Stored data
────
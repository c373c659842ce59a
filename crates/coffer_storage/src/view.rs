//! Per-entity queries over a fixed set of component types.
//!
//! A [`View`] is bound to a registry and an ordered tuple of required types.
//! Walking it yields every slot of the entity table, destroyed ones included;
//! callers filter with [`View::has_required`], which records the matched
//! components for [`View::get`] and [`View::get_all`].

use std::any::TypeId;
use std::marker::PhantomData;

use coffer_foundation::{Entity, TypeDescriptor};
use log::error;

use crate::pool::{Handle, Pool};
use crate::registry::Registry;

/// A tuple of component types a [`View`] requires.
///
/// Implemented for tuples of one to six `'static` types.
pub trait ComponentSet {
    /// Shared references to one entity's components, in tuple order.
    type Refs<'a>;

    /// Returns the descriptors of the required types, in tuple order.
    fn descriptors() -> Vec<TypeDescriptor>;

    /// Borrows the components behind `matched`, one entry per required type.
    fn resolve<'a>(matched: &[(&'a Pool, Handle)]) -> Option<Self::Refs<'a>>;
}

macro_rules! impl_component_set {
    ($($ty:ident => $idx:tt),+) => {
        impl<$($ty: 'static),+> ComponentSet for ($($ty,)+) {
            type Refs<'a> = ($(&'a $ty,)+);

            fn descriptors() -> Vec<TypeDescriptor> {
                vec![$(TypeDescriptor::of::<$ty>()),+]
            }

            fn resolve<'a>(matched: &[(&'a Pool, Handle)]) -> Option<Self::Refs<'a>> {
                Some(($(
                    {
                        let &(pool, handle) = matched.get($idx)?;
                        pool.get::<$ty>(handle).ok()?
                    },
                )+))
            }
        }
    };
}

impl_component_set!(A => 0);
impl_component_set!(A => 0, B => 1);
impl_component_set!(A => 0, B => 1, C => 2);
impl_component_set!(A => 0, B => 1, C => 2, D => 3);
impl_component_set!(A => 0, B => 1, C => 2, D => 3, E => 4);
impl_component_set!(A => 0, B => 1, C => 2, D => 3, E => 4, F => 5);

/// Query over the entities of a registry holding every type in `Q`.
pub struct View<'r, Q: ComponentSet> {
    registry: &'r Registry,
    required: Vec<TypeDescriptor>,
    /// Components found by the last successful `has_required`.
    matched: Vec<(&'r Pool, Handle)>,
    matched_entity: Option<Entity>,
    _marker: PhantomData<fn() -> Q>,
}

impl<'r, Q: ComponentSet> View<'r, Q> {
    /// Binds a view to `registry`.
    ///
    /// Types registered under a stable name resolve to their bound pools.
    #[must_use]
    pub fn new(registry: &'r Registry) -> Self {
        let required: Vec<_> = Q::descriptors()
            .into_iter()
            .map(|ty| registry.bound_descriptor(ty))
            .collect();
        Self {
            registry,
            matched: Vec::with_capacity(required.len()),
            required,
            matched_entity: None,
            _marker: PhantomData,
        }
    }

    /// Returns the number of required component types.
    #[must_use]
    pub fn len_required(&self) -> usize {
        self.required.len()
    }

    /// Iterates the whole entity table in id order, destroyed slots included.
    pub fn iter(&self) -> impl Iterator<Item = Entity> + 'r {
        self.registry.entities().iter().copied()
    }

    /// Checks whether `entity` has every required component.
    ///
    /// On success the components are recorded for [`get`](Self::get) and
    /// [`get_all`](Self::get_all); on failure any earlier record is dropped.
    pub fn has_required(&mut self, entity: Entity) -> bool {
        self.matched.clear();
        self.matched_entity = None;
        if entity.is_sentinel() {
            return false;
        }

        let found = if let [only] = self.required.as_slice() {
            match Self::lookup(self.registry, only, entity) {
                Some(hit) => {
                    self.matched.push(hit);
                    true
                }
                None => false,
            }
        } else {
            Self::lookup_all(self.registry, &self.required, entity, &mut self.matched)
        };

        if found {
            self.matched_entity = Some(entity);
        } else {
            self.matched.clear();
        }
        found
    }

    /// Returns the entity recorded by the last successful match.
    #[must_use]
    pub fn matched_entity(&self) -> Option<Entity> {
        self.matched_entity
    }

    /// Borrows the `T` recorded by the last successful match.
    ///
    /// Returns `None` before any match or if `T` is not a required type.
    #[must_use]
    pub fn get<T: 'static>(&self) -> Option<&'r T> {
        let type_id = TypeId::of::<T>();
        let pos = self
            .required
            .iter()
            .position(|ty| ty.type_id() == Some(type_id))?;
        let &(pool, handle) = self.matched.get(pos)?;
        pool.get::<T>(handle).ok()
    }

    /// Borrows every component recorded by the last successful match.
    #[must_use]
    pub fn get_all(&self) -> Option<Q::Refs<'r>> {
        if self.matched_entity.is_none() {
            return None;
        }
        Q::resolve(&self.matched)
    }

    /// Iterates live entities holding every required type, with their components.
    ///
    /// This does not touch the state recorded by [`has_required`](Self::has_required).
    pub fn matches(&self) -> impl Iterator<Item = (Entity, Q::Refs<'r>)> + '_ {
        let registry = self.registry;
        let mut scratch = Vec::with_capacity(self.required.len());
        registry
            .entities()
            .iter()
            .copied()
            .filter(|entity| !entity.is_sentinel())
            .filter_map(move |entity| {
                scratch.clear();
                if !Self::lookup_all(registry, &self.required, entity, &mut scratch) {
                    return None;
                }
                Q::resolve(&scratch).map(|refs| (entity, refs))
            })
    }

    fn lookup_all(
        registry: &'r Registry,
        required: &[TypeDescriptor],
        entity: Entity,
        out: &mut Vec<(&'r Pool, Handle)>,
    ) -> bool {
        for ty in required {
            match Self::lookup(registry, ty, entity) {
                Some(hit) => out.push(hit),
                None => return false,
            }
        }
        true
    }

    fn lookup(
        registry: &'r Registry,
        ty: &TypeDescriptor,
        entity: Entity,
    ) -> Option<(&'r Pool, Handle)> {
        let pool = registry.get_pool_by_id(ty.id())?;
        let bound = pool.is_bound_to(ty);
        debug_assert!(
            bound,
            "pool {} does not store {} (id collision)",
            pool.name(),
            ty.name()
        );
        if !bound {
            error!(
                "view lookup: pool {} does not store {} (id collision)",
                pool.name(),
                ty.name()
            );
            return None;
        }
        Some((pool, pool.find_by_entity(entity)?))
    }
}
//! Core types for coffer.
//!
//! This crate provides:
//! - [`Entity`] - Dense entity identifiers with a reserved sentinel
//! - [`TypeDescriptor`] - Name and hashed identifier for a component type
//! - [`ComponentDescriptor`] - Type-erased construct/destruct operations
//! - [`Error`] - Contract-violation errors with context

#![warn(missing_docs)]
#![warn(clippy::all)]
#![warn(clippy::pedantic)]

pub mod entity;
pub mod error;
pub mod types;

pub use entity::Entity;
pub use error::{Error, ErrorContext, ErrorKind, Result};
pub use types::{ComponentDescriptor, ComponentId, ErasedFn, TypeDescriptor, fnv1a_64};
────
> Brief
Please set down, with no changes, the line that contains "a reserved sentinel" and all the lines after it until the entries end; write nothing besides them.

> Exercise answer
//! - [`Entity`] - Dense entity identifiers with a reserved sentinel
//! - [`TypeDescriptor`] - Name and hashed identifier for a component type
//! - [`ComponentDescriptor`] - Type-erased construct/destruct operations
//! - [`Error`] - Contract-violation errors with context

#![warn(missing_docs)]
#![warn(clippy::all)]
#![warn(clippy::pedantic)]

pub mod entity;
pub mod error;
pub mod types;

pub use entity::Entity;
pub use error::{Error, ErrorContext, ErrorKind, Result};
pub use types::{ComponentDescriptor, ComponentId, ErasedFn, TypeDescriptor, fnv1a_64};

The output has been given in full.